Soda Jerk, Undaddy Mainframe (After VNS Matrix), 2014. (Slide from Mindy Seu’s lecture performance A Sexual History of the Internet, 2024.)
Anna Uddenberg, Journey of Self Discovery, 2016. (Slide from Mindy Seu’s lecture performance A Sexual History of the Internet, 2024.)

Your previous project, the Cyberfeminism Index, began as a viral spreadsheet in 2019 before evolving into a database, a 600-page book, and a lecture performance. How does A Sexual History of the Internet continue that work?

The Cyberfeminism Index was, indeed, an umbrella project with multiple outputs. It gathered three decades of online activism and net art, not only internationally but with many thematic through lines. Some focused on wetware, some on hacktivism, some on academic resources like syllabi. Another big through line was how sexuality impacted the internet and vice versa.

I really think all of cyberfeminism was about embodied technologies. When I was wrapping up that project, sexuality was one of the through lines that stayed with me because it felt so socially prescient. If you’re an adult in the internet age, you’re dealing with sexuality online in some way. I was trying to paint that history. A Sexual History of the Internet focuses on those initial threads from the Cyberfeminism Index.

The Cyberfeminism Index was built through crowdsourcing. This project cites many different people – from academic theorists to sex workers and artists.

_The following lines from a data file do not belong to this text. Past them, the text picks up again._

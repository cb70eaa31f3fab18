/// Console player configuration
use crate::error::{ConsoleError, Result};
use podplay_playback::PlayerConfig;
use serde::{Deserialize, Serialize};
use std::path::{Path, PathBuf};
use std::time::Duration;

const DEFAULT_CONFIG_FILE: &str = "podplay.toml";

#[derive(Debug, Clone, Default, Deserialize, Serialize)]
pub struct ConsoleConfig {
    #[serde(default)]
    pub player: PlayerConfig,

    #[serde(default = "default_engine")]
    pub engine: EngineSettings,
}

/// Behaviour of the simulated media engine
#[derive(Debug, Clone, PartialEq, Deserialize, Serialize)]
pub struct EngineSettings {
    #[serde(default = "default_episode_duration_seconds")]
    pub episode_duration_seconds: f64,

    #[serde(default = "default_load_latency_ms")]
    pub load_latency_ms: u64,
}

impl EngineSettings {
    pub fn load_latency(&self) -> Duration {
        Duration::from_millis(self.load_latency_ms)
    }
}

impl Default for EngineSettings {
    fn default() -> Self {
        default_engine()
    }
}

impl ConsoleConfig {
    /// Load configuration from file and environment
    ///
    /// With no explicit path, `podplay.toml` in the working directory is used
    /// if it exists. An explicit path must exist.
    pub fn load(path: Option<&Path>) -> Result<Self> {
        let mut settings = config::Config::builder();

        match path {
            Some(path) => {
                settings = settings.add_source(config::File::from(path.to_path_buf()));
            }
            None => {
                let config_path = PathBuf::from(DEFAULT_CONFIG_FILE);
                if config_path.exists() {
                    settings = settings.add_source(config::File::from(config_path));
                }
            }
        }

        // Override with environment variables (e.g. PODPLAY_PLAYER__POLL_INTERVAL_MS)
        settings = settings.add_source(
            config::Environment::with_prefix("PODPLAY")
                .prefix_separator("_")
                .separator("__")
                .try_parsing(true),
        );

        let config = settings
            .build()
            .map_err(|e| ConsoleError::Config(e.to_string()))?;

        config
            .try_deserialize()
            .map_err(|e| ConsoleError::Config(e.to_string()))
    }

    /// Validate configuration
    pub fn validate(&self) -> Result<()> {
        self.player
            .validate()
            .map_err(|e| ConsoleError::Config(e.to_string()))?;

        let duration = self.engine.episode_duration_seconds;
        if !(duration.is_finite() && duration > 0.0) {
            return Err(ConsoleError::Config(format!(
                "engine.episode_duration_seconds must be positive, got {duration}"
            )));
        }

        Ok(())
    }

    /// Render the effective configuration as TOML
    pub fn to_toml(&self) -> Result<String> {
        toml::to_string_pretty(self).map_err(|e| ConsoleError::Config(e.to_string()))
    }
}

// Default values
fn default_engine() -> EngineSettings {
    EngineSettings {
        episode_duration_seconds: default_episode_duration_seconds(),
        load_latency_ms: default_load_latency_ms(),
    }
}

fn default_episode_duration_seconds() -> f64 {
    1800.0
}

fn default_load_latency_ms() -> u64 {
    250
}
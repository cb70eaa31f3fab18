/// Console configuration tests
/// Loads real TOML files and environment overrides
use podplay_console::{ConsoleConfig, ConsoleError};
use std::fs;
use std::path::PathBuf;
use std::sync::{Mutex, MutexGuard};
use tempfile::TempDir;

// Environment overrides are process-wide
static SERIAL: Mutex<()> = Mutex::new(());

fn serial_guard() -> MutexGuard<'static, ()> {
    SERIAL.lock().unwrap_or_else(|e| e.into_inner())
}

fn write_config(dir: &TempDir, contents: &str) -> PathBuf {
    let path = dir.path().join("podplay.toml");
    fs::write(&path, contents).unwrap();
    path
}

/// Test that a partial file keeps defaults for everything it omits
#[test]
fn test_partial_file_keeps_defaults() {
    let _guard = serial_guard();
    let dir = TempDir::new().unwrap();
    let path = write_config(
        &dir,
        r#"
[player]
skip_forward_seconds = 45.0

[engine]
load_latency_ms = 10
"#,
    );

    let config = ConsoleConfig::load(Some(&path)).unwrap();
    config.validate().unwrap();

    assert_eq!(config.player.skip_forward_seconds, 45.0);
    assert_eq!(config.player.skip_back_seconds, 10.0);
    assert_eq!(config.player.poll_interval_ms, 50);
    assert_eq!(config.engine.load_latency_ms, 10);
    assert_eq!(config.engine.episode_duration_seconds, 1800.0);
}

/// Test that an invalid poll interval is caught by validation
#[test]
fn test_zero_poll_interval_fails_validation() {
    let _guard = serial_guard();
    let dir = TempDir::new().unwrap();
    let path = write_config(&dir, "[player]\npoll_interval_ms = 0\n");

    let config = ConsoleConfig::load(Some(&path)).unwrap();
    assert!(matches!(config.validate(), Err(ConsoleError::Config(_))));
}

/// Test that a missing explicit file is a configuration error
#[test]
fn test_missing_explicit_file_is_error() {
    let _guard = serial_guard();
    let dir = TempDir::new().unwrap();
    let path = dir.path().join("absent.toml");

    let err = ConsoleConfig::load(Some(&path)).unwrap_err();
    assert!(matches!(err, ConsoleError::Config(_)));
}

/// Test that malformed values are reported, not defaulted
#[test]
fn test_malformed_value_is_error() {
    let _guard = serial_guard();
    let dir = TempDir::new().unwrap();
    let path = write_config(&dir, "[engine]\nepisode_duration_seconds = \"long\"\n");

    assert!(ConsoleConfig::load(Some(&path)).is_err());
}

/// Test that environment variables override the file
#[test]
fn test_environment_overrides_file() {
    let _guard = serial_guard();
    let dir = TempDir::new().unwrap();
    let path = write_config(&dir, "[player]\nskip_back_seconds = 5.0\n");

    std::env::set_var("PODPLAY_PLAYER__SKIP_BACK_SECONDS", "15");
    let loaded = ConsoleConfig::load(Some(&path));
    std::env::remove_var("PODPLAY_PLAYER__SKIP_BACK_SECONDS");

    let config = loaded.unwrap();
    assert_eq!(config.player.skip_back_seconds, 15.0);
}

/// Test that printed TOML loads back to the same configuration
#[test]
fn test_printed_config_loads_back() {
    let _guard = serial_guard();
    let dir = TempDir::new().unwrap();
    let mut written = ConsoleConfig::default();
    written.engine.episode_duration_seconds = 3600.0;
    written.player.failure_message = "Playback failed".to_string();

    let path = write_config(&dir, &written.to_toml().unwrap());
    let loaded = ConsoleConfig::load(Some(&path)).unwrap();

    assert_eq!(loaded.player, written.player);
    assert_eq!(loaded.engine, written.engine);
}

How did you decide whose voices to include?

My background is in media art, so I integrate art-historical knowledge with theoretical references like writings about technology and techno-criticism. But I also cite sex worker writings and oral histories, things transmitted through word of mouth. I wanted to get these on paper. If you only cite academic sources, you lose the anecdotal and oral historical information. Citations are political – who you choose to cite and omit. I’m always trying to be conscious of that.

Throughout the performance, you trace how sex workers have been essential to developing internet technologies, yet they face constant deplatforming and payment processor bans. How do these contradictory systems function?

Sex work is labour that requires compensation, but platforms profit from sexual content while making it nearly impossible for sex workers to earn. Every adult is implicated in the sex industry, just as we’re all implicated in tech. But if you’re classified as a sex worker, you’re suddenly unable to use major payment processors. This impacts everyone. We all experience algorithmic invisibility when platforms bury posts. The next step is shadow banning, then erasure, then breaking terms and conditions could one day be illegal and jailable. Sex workers are one step ahead of this. It’s important to see our role in changing these intensive forms of online policing.

You describe the book as a “financial experiment.” How so? 

The Instagram story remains open access. But for the book, I wanted to test redistribution through MetaLabel’s splitting mechanism. I proposed citational splits – if you’re cited in the project, you split a percentage of profits. I have a longer essay about this on MetaLabel, but redistribution through citation is really important to me.

Have you changed anything in the Instagram story since printing the book based on responses to the performance?

Yes: certain citations, some reordered sections, modifications to the fifth chapter. The great thing about online publishing is that it’s dynamic and able to change. My practice of technology-driven performance and publication takes years to build. The process of developing the work, publishing it, then socially activating it is crucial because it allows the work to stay mutable. Even though the book is printed, we can continue changing the Instagram stories. I like this co-authoring, social cooperative format. It reflects the contemporary climate through collectivity.

Mindy Seu, A Sexual History of the Internet, 2024. Book design by Laura Coombs. Illustration: Tom Hancocks.